Retype all of the lines below with no changes.
-- TASK DATA follows --
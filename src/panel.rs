//! Debug control panel wiring.
//!
//! The widget toolkit sits behind [`ControlPanel`]; the binder only needs
//! folders, sliders, color pickers and buttons. All handlers mutate the
//! shared [`FrameDriver`], so edits show up on the next frame.

use crate::constants::{BLOB_AXIS_RANGE, BLOB_SIZE_RANGE, POINTER_MULTIPLIER_RANGE};
use crate::core::{Blob, FrameDriver};
use rand::rngs::StdRng;
use rand::{Rng, SeedableRng};
use std::cell::RefCell;
use std::rc::{Rc, Weak};

pub type FolderId = usize;

/// Top-level folder every panel starts with.
pub const ROOT: FolderId = 0;

pub trait ControlPanel {
    fn add_folder(&mut self, parent: FolderId, title: &str) -> FolderId;
    fn add_slider(
        &mut self,
        folder: FolderId,
        label: &str,
        range: (f32, f32),
        value: f32,
        on_change: Box<dyn FnMut(f32)>,
    );
    fn add_color(
        &mut self,
        folder: FolderId,
        label: &str,
        value: [f32; 3],
        on_change: Box<dyn FnMut([f32; 3])>,
    );
    fn add_button(&mut self, folder: FolderId, label: &str, on_click: Box<dyn FnMut()>);
    /// Releases every control and its handlers.
    fn destroy(&mut self);
}

pub struct PanelBinding<P: ControlPanel> {
    panel: Rc<RefCell<P>>,
}

impl<P: ControlPanel> PanelBinding<P> {
    pub fn destroy(&self) {
        self.panel.borrow_mut().destroy();
    }
}

pub fn bind<P: ControlPanel + 'static>(
    panel: Rc<RefCell<P>>,
    driver: Rc<RefCell<FrameDriver>>,
) -> PanelBinding<P> {
    bind_with_rng(panel, driver, StdRng::from_entropy())
}

pub fn bind_with_rng<P, R>(
    panel: Rc<RefCell<P>>,
    driver: Rc<RefCell<FrameDriver>>,
    mut rng: R,
) -> PanelBinding<P>
where
    P: ControlPanel + 'static,
    R: Rng + 'static,
{
    let initial = driver.borrow().state.params.pointer_multiplier;
    let d = driver.clone();
    panel.borrow_mut().add_slider(
        ROOT,
        "cursor disturbing power",
        POINTER_MULTIPLIER_RANGE,
        initial,
        Box::new(move |v: f32| d.borrow_mut().set_pointer_multiplier(v)),
    );

    let blobs_folder = panel.borrow_mut().add_folder(ROOT, "Blobs");
    let count = driver.borrow().state.blobs.len();
    for i in 0..count {
        add_blob_controls(&panel, &driver, blobs_folder, i);
    }

    let weak_panel: Weak<RefCell<P>> = Rc::downgrade(&panel);
    let d = driver.clone();
    panel.borrow_mut().add_button(
        blobs_folder,
        "add blob",
        Box::new(move || {
            let added = d.borrow_mut().state.blobs.push(Blob::random(&mut rng));
            match added {
                Some(i) => {
                    log::info!("[panel] added blob {}", i + 1);
                    if let Some(p) = weak_panel.upgrade() {
                        add_blob_controls(&p, &d, blobs_folder, i);
                    }
                }
                None => log::debug!("[panel] blob limit reached; ignoring add"),
            }
        }),
    );

    PanelBinding { panel }
}

fn add_blob_controls<P: ControlPanel>(
    panel: &Rc<RefCell<P>>,
    driver: &Rc<RefCell<FrameDriver>>,
    parent: FolderId,
    index: usize,
) {
    let Some(blob) = driver.borrow().state.blobs.get(index).copied() else {
        return;
    };
    let mut p = panel.borrow_mut();
    let folder = p.add_folder(parent, &format!("Blob {}", index + 1));

    let d = driver.clone();
    p.add_color(
        folder,
        "color",
        blob.color,
        Box::new(move |c: [f32; 3]| edit_blob(&d, index, |b| b.color = c)),
    );
    let d = driver.clone();
    p.add_slider(
        folder,
        "X",
        BLOB_AXIS_RANGE,
        blob.position[0],
        Box::new(move |v: f32| edit_blob(&d, index, |b| b.position[0] = v)),
    );
    let d = driver.clone();
    p.add_slider(
        folder,
        "Y",
        BLOB_AXIS_RANGE,
        blob.position[1],
        Box::new(move |v: f32| edit_blob(&d, index, |b| b.position[1] = v)),
    );
    let d = driver.clone();
    p.add_slider(
        folder,
        "size",
        BLOB_SIZE_RANGE,
        blob.size,
        Box::new(move |v: f32| edit_blob(&d, index, |b| b.size = v)),
    );
}

#[inline]
fn edit_blob(driver: &Rc<RefCell<FrameDriver>>, index: usize, f: impl FnOnce(&mut Blob)) {
    if let Some(b) = driver.borrow_mut().state.blobs.get_mut(index) {
        f(b);
    }
}

/// `#rrggbb` for a color picker.
pub fn color_to_hex(c: [f32; 3]) -> String {
    let b = |v: f32| (v.clamp(0.0, 1.0) * 255.0).round() as u8;
    format!("#{:02x}{:02x}{:02x}", b(c[0]), b(c[1]), b(c[2]))
}

pub fn hex_to_color(hex: &str) -> Option<[f32; 3]> {
    let h = hex.strip_prefix('#').unwrap_or(hex);
    if h.len() != 6 || !h.is_ascii() {
        return None;
    }
    let channel = |i: usize| u8::from_str_radix(&h[i..i + 2], 16).ok().map(|v| v as f32 / 255.0);
    Some([channel(0)?, channel(2)?, channel(4)?])
}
-- TASK DATA concluded --
**SOLUTION TO THIS PROBLEM:**
filename src/panel.rs
//! Debug control panel wiring.
//!
//! The widget toolkit sits behind [`ControlPanel`]; the binder only needs
//! folders, sliders, color pickers and buttons. All handlers mutate the
//! shared [`FrameDriver`], so edits show up on the next frame.

use crate::constants::{BLOB_AXIS_RANGE, BLOB_SIZE_RANGE, POINTER_MULTIPLIER_RANGE};
use crate::core::{Blob, FrameDriver};
use rand::rngs::StdRng;
use rand::{Rng, SeedableRng};
use std::cell::RefCell;
use std::rc::{Rc, Weak};

pub type FolderId = usize;

/// Top-level folder every panel starts with.
pub const ROOT: FolderId = 0;

pub trait ControlPanel {
    fn add_folder(&mut self, parent: FolderId, title: &str) -> FolderId;
    fn add_slider(
        &mut self,
        folder: FolderId,
        label: &str,
        range: (f32, f32),
        value: f32,
        on_change: Box<dyn FnMut(f32)>,
    );
    fn add_color(
        &mut self,
        folder: FolderId,
        label: &str,
        value: [f32; 3],
        on_change: Box<dyn FnMut([f32; 3])>,
    );
    fn add_button(&mut self, folder: FolderId, label: &str, on_click: Box<dyn FnMut()>);
    /// Releases every control and its handlers.
    fn destroy(&mut self);
}

pub struct PanelBinding<P: ControlPanel> {
    panel: Rc<RefCell<P>>,
}

impl<P: ControlPanel> PanelBinding<P> {
    pub fn destroy(&self) {
        self.panel.borrow_mut().destroy();
    }
}

pub fn bind<P: ControlPanel + 'static>(
    panel: Rc<RefCell<P>>,
    driver: Rc<RefCell<FrameDriver>>,
) -> PanelBinding<P> {
    bind_with_rng(panel, driver, StdRng::from_entropy())
}

pub fn bind_with_rng<P, R>(
    panel: Rc<RefCell<P>>,
    driver: Rc<RefCell<FrameDriver>>,
    mut rng: R,
) -> PanelBinding<P>
where
    P: ControlPanel + 'static,
    R: Rng + 'static,
{
    let initial = driver.borrow().state.params.pointer_multiplier;
    let d = driver.clone();
    panel.borrow_mut().add_slider(
        ROOT,
        "cursor disturbing power",
        POINTER_MULTIPLIER_RANGE,
        initial,
        Box::new(move |v: f32| d.borrow_mut().set_pointer_multiplier(v)),
    );

    let blobs_folder = panel.borrow_mut().add_folder(ROOT, "Blobs");
    let count = driver.borrow().state.blobs.len();
    for i in 0..count {
        add_blob_controls(&panel, &driver, blobs_folder, i);
    }

    let weak_panel: Weak<RefCell<P>> = Rc::downgrade(&panel);
    let d = driver.clone();
    panel.borrow_mut().add_button(
        blobs_folder,
        "add blob",
        Box::new(move || {
            let added = d.borrow_mut().state.blobs.push(Blob::random(&mut rng));
            match added {
                Some(i) => {
                    log::info!("[panel] added blob {}", i + 1);
                    if let Some(p) = weak_panel.upgrade() {
                        add_blob_controls(&p, &d, blobs_folder, i);
                    }
                }
                None => log::debug!("[panel] blob limit reached; ignoring add"),
            }
        }),
    );

    PanelBinding { panel }
}

fn add_blob_controls<P: ControlPanel>(
    panel: &Rc<RefCell<P>>,
    driver: &Rc<RefCell<FrameDriver>>,
    parent: FolderId,
    index: usize,
) {
    let Some(blob) = driver.borrow().state.blobs.get(index).copied() else {
        return;
    };
    let mut p = panel.borrow_mut();
    let folder = p.add_folder(parent, &format!("Blob {}", index + 1));

    let d = driver.clone();
    p.add_color(
        folder,
        "color",
        blob.color,
        Box::new(move |c: [f32; 3]| edit_blob(&d, index, |b| b.color = c)),
    );
    let d = driver.clone();
    p.add_slider(
        folder,
        "X",
        BLOB_AXIS_RANGE,
        blob.position[0],
        Box::new(move |v: f32| edit_blob(&d, index, |b| b.position[0] = v)),
    );
    let d = driver.clone();
    p.add_slider(
        folder,
        "Y",
        BLOB_AXIS_RANGE,
        blob.position[1],
        Box::new(move |v: f32| edit_blob(&d, index, |b| b.position[1] = v)),
    );
    let d = driver.clone();
    p.add_slider(
        folder,
        "size",
        BLOB_SIZE_RANGE,
        blob.size,
        Box::new(move |v: f32| edit_blob(&d, index, |b| b.size = v)),
    );
}

#[inline]
fn edit_blob(driver: &Rc<RefCell<FrameDriver>>, index: usize, f: impl FnOnce(&mut Blob)) {
    if let Some(b) = driver.borrow_mut().state.blobs.get_mut(index) {
        f(b);
    }
}

/// `#rrggbb` for a color picker.
pub fn color_to_hex(c: [f32; 3]) -> String {
    let b = |v: f32| (v.clamp(0.0, 1.0) * 255.0).round() as u8;
    format!("#{:02x}{:02x}{:02x}", b(c[0]), b(c[1]), b(c[2]))
}

pub fn hex_to_color(hex: &str) -> Option<[f32; 3]> {
    let h = hex.strip_prefix('#').unwrap_or(hex);
    if h.len() != 6 || !h.is_ascii() {
        return None;
    }
    let channel = |i: usize| u8::from_str_radix(&h[i..i + 2], 16).ok().map(|v| v as f32 / 255.0);
    Some([channel(0)?, channel(2)?, channel(4)?])
}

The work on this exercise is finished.